» Instructions to follow:
Search the material for the word "repeat" and copy every line in which it occurs.

» Given data:
_ _ _ _ _

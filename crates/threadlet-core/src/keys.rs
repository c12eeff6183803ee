//! DOM key normalization.
//!
//! Browsers disagree on what a `keydown` carries: modern ones set `key`
//! (`"Escape"`), older ones only set `keyCode` (`27`), and some legacy
//! engines report `"Esc"`. [`KeyEvent::from_dom`] folds these into one
//! [`KeyCode`], preferring the logical `key` and falling back to `keyCode`.

#[derive(Debug, Clone, Copy, PartialEq, Eq, Hash)]
pub enum KeyCode {
    Escape,
    Enter,
    Tab,
    Backspace,
    Char(char),
    /// Anything the widget does not react to.
    Other,
}

/// Legacy `KeyboardEvent.keyCode` values.
const KEY_CODE_BACKSPACE: u32 = 8;
const KEY_CODE_TAB: u32 = 9;
const KEY_CODE_ENTER: u32 = 13;
const KEY_CODE_ESCAPE: u32 = 27;

#[derive(Debug, Clone, Copy, PartialEq, Eq, Hash)]
pub struct KeyEvent {
    pub code: KeyCode,
    /// Auto-repeat from a held key.
    pub repeat: bool,
}

impl KeyEvent {
    #[must_use]
    pub const fn new(code: KeyCode) -> Self {
        Self {
            code,
            repeat: false,
        }
    }

    #[must_use]
    pub const fn with_repeat(mut self, repeat: bool) -> Self {
        self.repeat = repeat;
        self
    }

    /// Normalize a DOM `keydown` from its `key` and `keyCode` fields.
    #[must_use]
    pub fn from_dom(key: &str, key_code: u32) -> Self {
        let code = parse_key(key).unwrap_or_else(|| parse_legacy_key_code(key_code));
        Self::new(code)
    }

    /// A fresh Escape press (auto-repeat excluded).
    #[must_use]
    pub const fn is_escape_press(&self) -> bool {
        matches!(self.code, KeyCode::Escape) && !self.repeat
    }
}

fn parse_key(key: &str) -> Option<KeyCode> {
    match key {
        "" | "Unidentified" => None,
        "Escape" | "Esc" => Some(KeyCode::Escape),
        "Enter" => Some(KeyCode::Enter),
        "Tab" => Some(KeyCode::Tab),
        "Backspace" => Some(KeyCode::Backspace),
        other => {
            let mut chars = other.chars();
            match (chars.next(), chars.next()) {
                (Some(c), None) => Some(KeyCode::Char(c)),
                _ => Some(KeyCode::Other),
            }
        }
    }
}

fn parse_legacy_key_code(key_code: u32) -> KeyCode {
    match key_code {
        KEY_CODE_ESCAPE => KeyCode::Escape,
        KEY_CODE_ENTER => KeyCode::Enter,
        KEY_CODE_TAB => KeyCode::Tab,
        KEY_CODE_BACKSPACE => KeyCode::Backspace,
        _ => KeyCode::Other,
    }
}
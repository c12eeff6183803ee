#![forbid(unsafe_code)]

//! The `ThreadletFrame` handle exported to JavaScript.

use std::collections::HashMap;
use std::rc::Rc;

use threadlet_core::{Localizer, VoteDirection, admin_controls, verification_badge};
use threadlet_runtime::{
    CommentApi, EmbedKind, KeySource, Messenger, PopoverDeps, SessionStore, Subscription,
    UserInfoPopover, ViewMount, VoteAction, WidgetSettings,
};
use tracing::{debug, info};
use wasm_bindgen::prelude::*;
use wasm_bindgen_futures::spawn_local;
use web_sys::Window;

use crate::api::JsCommentApi;
use crate::dom::{DomKeySource, MessageListener};
use crate::driver::{HeightSync, duration_from_ms, ms_from_duration};
use crate::render::{moderation_json, popover_state_json, vote_controls_json};
use crate::transport::PostMessageTransport;

const TARGET: &str = "threadlet::web";

fn to_js(value: &serde_json::Value) -> Result<JsValue, JsValue> {
    js_sys::JSON::parse(&value.to_string())
}

/// One comment frame, from configuration to teardown.
///
/// The page drives it: `start()` once, `contentResized()` whenever layout
/// changes, `tick()` at the time the previous call asked for, and
/// `destroy()` when the frame goes away.
#[wasm_bindgen]
pub struct ThreadletFrame {
    settings: WidgetSettings,
    window: Window,
    messenger: Messenger,
    session: SessionStore,
    api: Rc<dyn CommentApi>,
    keys: Rc<dyn KeySource>,
    localizer: Rc<dyn Localizer>,
    height: HeightSync,
    listener: Option<MessageListener>,
    subscription: Option<Subscription>,
    view: Option<ViewMount>,
    popover: Option<UserInfoPopover>,
    votes: HashMap<String, VoteAction>,
}

#[wasm_bindgen]
impl ThreadletFrame {
    /// Build a frame from its JSON configuration and a backend object.
    #[wasm_bindgen(constructor)]
    pub fn new(config_json: &str, api: JsValue) -> Result<ThreadletFrame, JsValue> {
        let settings = WidgetSettings::from_json_str(config_json)
            .map_err(|err| JsValue::from_str(&err.to_string()))?;
        let window = web_sys::window().ok_or_else(|| JsValue::from_str("no window"))?;
        let document = window
            .document()
            .ok_or_else(|| JsValue::from_str("no document"))?;
        let api: Rc<dyn CommentApi> = Rc::new(JsCommentApi::new(api)?);
        let messenger = Messenger::new(
            Rc::new(PostMessageTransport::new(window.clone())),
            settings.policy.clone(),
            settings.host.clone(),
        );
        let localizer: Rc<dyn Localizer> = Rc::new(settings.messages.clone());
        let session = SessionStore::new(Rc::clone(&localizer));
        let height = HeightSync::new(settings.resize, messenger.clone());
        info!(
            target: TARGET,
            site_id = %settings.site_id,
            embed = ?settings.embed,
            "frame created"
        );
        Ok(Self {
            settings,
            window,
            messenger,
            session,
            api,
            keys: Rc::new(DomKeySource::new(document)),
            localizer,
            height,
            listener: None,
            subscription: None,
            view: None,
            popover: None,
            votes: HashMap::new(),
        })
    }

    /// Start listening to the host and load content. Calling it again is a
    /// no-op.
    pub fn start(&mut self) {
        if self.listener.is_some() || self.messenger.is_torn_down() {
            return;
        }
        self.listener = Some(MessageListener::install(
            self.window.clone(),
            self.messenger.clone(),
        ));
        self.subscription = Some(self.session.attach(&self.messenger));

        if self.settings.embed == EmbedKind::UserInfo {
            if let Some(subject) = self.settings.user_info.clone() {
                let deps = PopoverDeps {
                    api: Rc::clone(&self.api),
                    messenger: self.messenger.clone(),
                    keys: Rc::clone(&self.keys),
                    localizer: Rc::clone(&self.localizer),
                };
                let mount = UserInfoPopover::mount(subject, None, &deps);
                if let Some(fetch) = mount.fetch {
                    spawn_local(fetch);
                }
                self.popover = Some(mount.popover);
            }
        } else {
            self.view = Some(
                self.session
                    .mount_view(Rc::clone(&self.keys), &self.messenger),
            );
        }
        self.reload();
    }

    /// Reload the session. Returns `false` if a load is already running.
    pub fn reload(&self) -> bool {
        match self.session.load(self.api.as_ref()) {
            Some(load) => {
                spawn_local(load);
                true
            }
            None => false,
        }
    }

    #[wasm_bindgen(js_name = contentResized)]
    pub fn content_resized(&mut self, height: u32, now_ms: f64) {
        self.height.content_resized(height, duration_from_ms(now_ms));
    }

    /// Returns the time (ms) at which to tick next, if anything is pending.
    pub fn tick(&mut self, now_ms: f64) -> Option<f64> {
        self.height
            .tick(duration_from_ms(now_ms))
            .map(ms_from_duration)
    }

    #[wasm_bindgen(js_name = sessionState)]
    pub fn session_state(&self) -> Result<JsValue, JsValue> {
        to_js(&self.session.snapshot().to_json())
    }

    #[wasm_bindgen(js_name = voteControls)]
    pub fn vote_controls(&self, comment_id: &str) -> Result<JsValue, JsValue> {
        match self.session.vote_controls(self.settings.view, comment_id) {
            Some(controls) => to_js(&vote_controls_json(&controls)),
            None => Ok(JsValue::NULL),
        }
    }

    #[wasm_bindgen(js_name = moderation)]
    pub fn moderation(&self, comment_id: &str) -> Result<JsValue, JsValue> {
        let state = self.session.snapshot();
        let Some(comment) = state.comment(comment_id) else {
            return Ok(JsValue::NULL);
        };
        let viewer = state.user.as_deref();
        to_js(&moderation_json(
            &admin_controls(viewer, comment),
            verification_badge(viewer, comment),
            self.localizer.as_ref(),
        ))
    }

    /// Vote on a comment. `direction` is `1` or `-1`. Returns `false` when the
    /// click was ignored.
    pub fn vote(&mut self, comment_id: &str, direction: i8) -> bool {
        if self.messenger.is_torn_down() {
            return false;
        }
        let Some(direction) = VoteDirection::from_i8(direction) else {
            return false;
        };
        let action = self.vote_action(comment_id);
        match action.click(direction) {
            Some(request) => {
                spawn_local(request);
                true
            }
            None => false,
        }
    }

    #[wasm_bindgen(js_name = voteError)]
    pub fn vote_error(&self, comment_id: &str) -> Option<String> {
        self.votes.get(comment_id).and_then(VoteAction::error)
    }

    #[wasm_bindgen(js_name = dismissVoteError)]
    pub fn dismiss_vote_error(&self, comment_id: &str) {
        if let Some(action) = self.votes.get(comment_id) {
            action.dismiss_error();
        }
    }

    #[wasm_bindgen(js_name = popoverState)]
    pub fn popover_state(&self) -> Result<JsValue, JsValue> {
        match &self.popover {
            Some(popover) => to_js(&popover_state_json(&popover.state())),
            None => Ok(JsValue::NULL),
        }
    }

    #[wasm_bindgen(js_name = popoverTitle)]
    pub fn popover_title(&self) -> Option<String> {
        self.popover.as_ref().map(UserInfoPopover::title)
    }

    /// Send any pending height, then release listeners and cancel pending
    /// work. Idempotent.
    pub fn destroy(&mut self) {
        if self.messenger.is_torn_down() {
            return;
        }
        self.height.flush();
        for action in self.votes.values() {
            action.teardown();
        }
        self.votes.clear();
        if let Some(popover) = self.popover.take() {
            popover.unmount();
        }
        if let Some(mut view) = self.view.take() {
            view.unmount();
        }
        if let Some(mut subscription) = self.subscription.take() {
            subscription.unsubscribe();
        }
        self.listener = None;
        self.session.teardown();
        self.messenger.teardown();
        debug!(target: TARGET, "frame destroyed");
    }
}

impl ThreadletFrame {
    fn vote_action(&mut self, comment_id: &str) -> VoteAction {
        let session = &self.session;
        let api = &self.api;
        let messenger = &self.messenger;
        let view = self.settings.view;
        self.votes
            .entry(comment_id.to_owned())
            .or_insert_with(|| {
                VoteAction::new(
                    session.clone(),
                    Rc::clone(api),
                    messenger.clone(),
                    comment_id,
                    view,
                )
            })
            .clone()
    }
}

impl Drop for ThreadletFrame {
    fn drop(&mut self) {
        self.destroy();
    }
}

_ _ _ _ _

» Response area:
    /// Auto-repeat from a held key.
    pub repeat: bool,
            repeat: false,
    pub const fn with_repeat(mut self, repeat: bool) -> Self {
        self.repeat = repeat;
    /// A fresh Escape press (auto-repeat excluded).
        matches!(self.code, KeyCode::Escape) && !self.repeat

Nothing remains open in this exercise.